(Stored data entries)

# # # # #

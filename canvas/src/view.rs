//! View geometry: user and device coordinates, and the viewport-to-window transform.
//!
//! The controlling application describes geometry in user coordinates with the
//! origin at the bottom left and Y increasing upward. Primitives are recorded
//! in a window frame where Y has already been flipped against the view's top
//! bound (see [`adjust`]). A per-view [`Affine`] then maps that window frame
//! onto device pixels, origin top left and Y increasing downward.

#[cfg(test)]
#[path = "view_test.rs"]
mod view_test;

use serde::Deserialize;

/// A point in user, window, or device space.
#[derive(Debug, Clone, Copy, PartialEq)]
pub struct Point {
    pub x: f64,
    pub y: f64,
}

impl Point {
    #[must_use]
    pub const fn new(x: f64, y: f64) -> Self {
        Self { x, y }
    }
}

/// The four sides of a rectangle as sent by the controlling application.
///
/// Missing keys deserialize as zero.
#[derive(Debug, Clone, Copy, PartialEq, Default, Deserialize)]
#[serde(default)]
pub struct Sides {
    pub left: f64,
    pub bottom: f64,
    pub right: f64,
    pub top: f64,
}

impl Sides {
    #[must_use]
    pub fn new(left: f64, bottom: f64, right: f64, top: f64) -> Self {
        Self { left, bottom, right, top }
    }
}

/// Axis-aligned rectangle given by its top-left corner and extent.
#[derive(Debug, Clone, Copy, PartialEq)]
pub struct Rect {
    pub x: f64,
    pub y: f64,
    pub width: f64,
    pub height: f64,
}

impl Rect {
    #[must_use]
    pub fn new(x: f64, y: f64, width: f64, height: f64) -> Self {
        Self { x, y, width, height }
    }

    #[must_use]
    pub fn right(&self) -> f64 {
        self.x + self.width
    }

    #[must_use]
    pub fn bottom(&self) -> f64 {
        self.y + self.height
    }

    #[must_use]
    pub fn center(&self) -> Point {
        Point::new(self.x + self.width * 0.5, self.y + self.height * 0.5)
    }
}

/// Scale-and-translate transform with no shear or rotation.
///
/// Maps `(x, y)` to `(sx * x + tx, sy * y + ty)`.
#[derive(Debug, Clone, Copy, PartialEq)]
pub struct Affine {
    pub sx: f64,
    pub sy: f64,
    pub tx: f64,
    pub ty: f64,
}

impl Affine {
    pub const IDENTITY: Self = Self { sx: 1.0, sy: 1.0, tx: 0.0, ty: 0.0 };

    #[must_use]
    pub fn map(&self, p: Point) -> Point {
        Point::new(self.sx * p.x + self.tx, self.sy * p.y + self.ty)
    }

    #[must_use]
    pub fn map_rect(&self, r: Rect) -> Rect {
        let a = self.map(Point::new(r.x, r.y));
        let b = self.map(Point::new(r.right(), r.bottom()));
        Rect::new(a.x.min(b.x), a.y.min(b.y), (b.x - a.x).abs(), (b.y - a.y).abs())
    }

    /// The transform that applies `self` first and `outer` second.
    #[must_use]
    pub fn then(self, outer: Affine) -> Affine {
        Affine {
            sx: outer.sx * self.sx,
            sy: outer.sy * self.sy,
            tx: outer.sx * self.tx + outer.tx,
            ty: outer.sy * self.ty + outer.ty,
        }
    }

    /// Offset by `origin`, then scale uniformly by `scale`.
    #[must_use]
    pub fn placement(origin: Point, scale: f64) -> Affine {
        Affine { sx: scale, sy: scale, tx: scale * origin.x, ty: scale * origin.y }
    }
}

/// Error returned by [`build_view`].
#[derive(Debug, thiserror::Error)]
pub enum ViewError {
    /// View fractions give an empty or out-of-canvas device rectangle.
    #[error("invalid {sides} view fractions: {low} to {high} pixels (limit {limit})")]
    InvalidViewBounds { sides: &'static str, low: f64, high: f64, limit: f64 },
    /// User coordinates are inverted or degenerate.
    #[error("invalid {sides} user coordinates: {low} to {high}")]
    InvalidUserBounds { sides: &'static str, low: f64, high: f64 },
}

impl frames::ErrorCode for ViewError {
    fn error_code(&self) -> &'static str {
        match self {
            Self::InvalidViewBounds { .. } => "E_INVALID_VIEW_BOUNDS",
            Self::InvalidUserBounds { .. } => "E_INVALID_USER_BOUNDS",
        }
    }
}

/// Everything derived from a view request.
#[derive(Debug, Clone, Copy, PartialEq)]
pub struct ViewGeometry {
    /// View rectangle in unscaled device pixels; also the clip rectangle.
    pub device: Rect,
    /// View rectangle in the Y-flipped window frame.
    pub window: Rect,
    /// Window frame to device pixels.
    pub transform: Affine,
    /// Top user coordinate, used to flip incoming points.
    pub user_ymax: f64,
}

impl ViewGeometry {
    /// Flip a user point into this view's window frame.
    #[must_use]
    pub fn adjust(&self, p: Point) -> Point {
        adjust(p, self.user_ymax)
    }
}

/// Flip a Y-up user point against the view's top user coordinate.
#[must_use]
pub fn adjust(p: Point, user_ymax: f64) -> Point {
    Point::new(p.x, user_ymax - p.y)
}

fn ordered(low: f64, high: f64, limit: f64) -> bool {
    0.0 <= low && low < high && high <= limit
}

fn increasing(low: f64, high: f64) -> bool {
    low < high
}

/// Compute the device rectangle and transform for a view.
///
/// `frac` positions the view as fractions of the canvas (bottom-left origin),
/// `user` gives the user coordinates of its sides. Canvas dimensions are in
/// scaled device pixels; the geometry is built in unscaled pixels so that the
/// compositor can apply the scale factor uniformly on replay.
///
/// # Errors
///
/// Returns [`ViewError::InvalidViewBounds`] when the device rectangle is
/// empty or leaves the canvas, and [`ViewError::InvalidUserBounds`] when the
/// user sides are not strictly increasing.
pub fn build_view(
    frac: &Sides,
    user: &Sides,
    canvas_width: u32,
    canvas_height: u32,
    scale: f64,
) -> Result<ViewGeometry, ViewError> {
    let width = f64::from(canvas_width) / scale;
    let height = f64::from(canvas_height) / scale;
    let left_px = frac.left * width;
    let right_px = frac.right * width;
    let bottom_px = frac.bottom * height;
    let top_px = frac.top * height;

    // Checked in pixels so nearly-equal fractions are also rejected.
    if !ordered(left_px, right_px, width) {
        return Err(ViewError::InvalidViewBounds {
            sides: "left, right",
            low: left_px,
            high: right_px,
            limit: width,
        });
    }
    if !ordered(bottom_px, top_px, height) {
        return Err(ViewError::InvalidViewBounds {
            sides: "bottom, top",
            low: bottom_px,
            high: top_px,
            limit: height,
        });
    }
    let device = Rect::new(left_px, height - top_px, right_px - left_px, top_px - bottom_px);

    if !increasing(user.left, user.right) {
        return Err(ViewError::InvalidUserBounds {
            sides: "left, right",
            low: user.left,
            high: user.right,
        });
    }
    if !increasing(user.bottom, user.top) {
        return Err(ViewError::InvalidUserBounds {
            sides: "bottom, top",
            low: user.bottom,
            high: user.top,
        });
    }
    let window = Rect::new(user.left, 0.0, user.right - user.left, user.top - user.bottom);

    let sx = device.width / window.width;
    let sy = device.height / window.height;
    let transform = Affine { sx, sy, tx: device.x - sx * window.x, ty: device.y - sy * window.y };

    Ok(ViewGeometry { device, window, transform, user_ymax: user.top })
}
//! Scene compositor: replays finalized pictures onto a drawing surface.
//!
//! This module owns the [`Surface`] seam. Concrete surfaces live next to it
//! (`raster`, `svg`, `postscript`); each knows how to fill itself and how to
//! replay one [`Picture`] under an extra placement transform. The compositor
//! itself only decides which pictures to replay, in what order, and at what
//! origin and scale, and it reports progress through a [`StatusSink`].

#[cfg(test)]
#[path = "render_test.rs"]
mod render_test;

use tracing::trace;

use crate::attrs::Color;
use crate::consts::STATUS_READY;
use crate::picture::Picture;
use crate::view::{Affine, Point};

/// Something pictures can be replayed onto.
pub trait Surface {
    /// Replace every pixel (or the whole page) with `color`.
    fn fill(&mut self, color: Color);

    /// Replay `picture` with `placement` applied after the picture's own
    /// transform. Layers marked clipped are clipped to the picture's view
    /// rectangle under the same placement.
    fn draw_picture(&mut self, picture: &Picture, placement: Affine);
}

/// Receives progress messages while compositing.
pub trait StatusSink {
    fn show_status(&mut self, message: &str);
}

/// Status sink that drops every message.
#[derive(Debug, Default, Clone, Copy)]
pub struct NoStatus;

impl StatusSink for NoStatus {
    fn show_status(&mut self, _message: &str) {}
}

/// Replay `pictures[first..]` onto `surface`.
///
/// `origin_x` and `origin_y` are in output units (already scaled); they are
/// divided by `scale` so the offset survives the uniform scaling applied on
/// top of every picture's own transform. A `"{label} (piece k of n)"` status
/// is shown before each picture and `"Ready"` once done.
#[allow(clippy::too_many_arguments)]
pub fn paint(
    surface: &mut dyn Surface,
    pictures: &[Picture],
    first: usize,
    origin_x: f64,
    origin_y: f64,
    scale: f64,
    label: &str,
    status: &mut dyn StatusSink,
) {
    let placement = Affine::placement(Point::new(origin_x / scale, origin_y / scale), scale);
    let total = pictures.len();
    for (index, picture) in pictures.iter().enumerate().skip(first) {
        status.show_status(&format!("{label} (piece {} of {total})", index + 1));
        surface.draw_picture(picture, placement);
    }
    trace!(first, total, scale, "composited pictures");
    status.show_status(STATUS_READY);
}

/// Compact decimal for text outputs: at most four fractional digits,
/// trailing zeros removed.
pub(crate) fn num(value: f64) -> String {
    let text = format!("{value:.4}");
    let text = text.trim_end_matches('0').trim_end_matches('.');
    if text == "-0" { "0".to_owned() } else { text.to_owned() }
}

# # # # #

● What you should do:
What must be returned is the line with "trailing zeros removed." plus every line after it to the end of the entries, exactly as they appear.

● Solution:
/// trailing zeros removed.
pub(crate) fn num(value: f64) -> String {
    let text = format!("{value:.4}");
    let text = text.trim_end_matches('0').trim_end_matches('.');
    if text == "-0" { "0".to_owned() } else { text.to_owned() }
}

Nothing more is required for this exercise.